## [Input data]
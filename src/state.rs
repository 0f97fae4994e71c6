//! Shared application state.
//!
//! DESIGN
//! ======
//! `AppState` is injected into Axum handlers via the `State` extractor.
//! It holds the parsed config, the live chat sessions, and the two outbound
//! collaborators (contact sink, repository lookup). Each chat session owns
//! its own `Conversation`; nothing is shared between sessions.

use std::collections::HashMap;
use std::sync::Arc;

use tokio::sync::RwLock;
use uuid::Uuid;

use crate::config::SiteConfig;
use crate::conversation::Conversation;
use crate::rate_limit::RateLimiter;
use crate::services::contact::ContactSink;
use crate::services::github::RepoMetadata;

/// Live chat sessions keyed by session id.
pub type Sessions = Arc<RwLock<HashMap<Uuid, Conversation>>>;

/// Shared application state, injected into Axum handlers via State extractor.
/// Clone is required by Axum; all inner fields are Arc-wrapped or Clone.
#[derive(Clone)]
pub struct AppState {
    pub config: Arc<SiteConfig>,
    pub sessions: Sessions,
    /// Contact provider. `None` if no provider is configured.
    pub contact: Option<Arc<dyn ContactSink>>,
    pub repos: Arc<dyn RepoMetadata>,
    /// In-memory rate limiter for contact submissions.
    pub rate_limiter: RateLimiter,
}

impl AppState {
    #[must_use]
    pub fn new(config: SiteConfig, contact: Option<Arc<dyn ContactSink>>, repos: Arc<dyn RepoMetadata>) -> Self {
        let rate_limiter = RateLimiter::new(config.contact_rate);
        Self { config: Arc::new(config), sessions: Arc::new(RwLock::new(HashMap::new())), contact, repos, rate_limiter }
    }
}

// =============================================================================
// TEST HELPERS
// =============================================================================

## [What you need to do]
Give the number of lines in the entries that hold the word "ContactSink", and nothing else.

## [Exercise answer]
3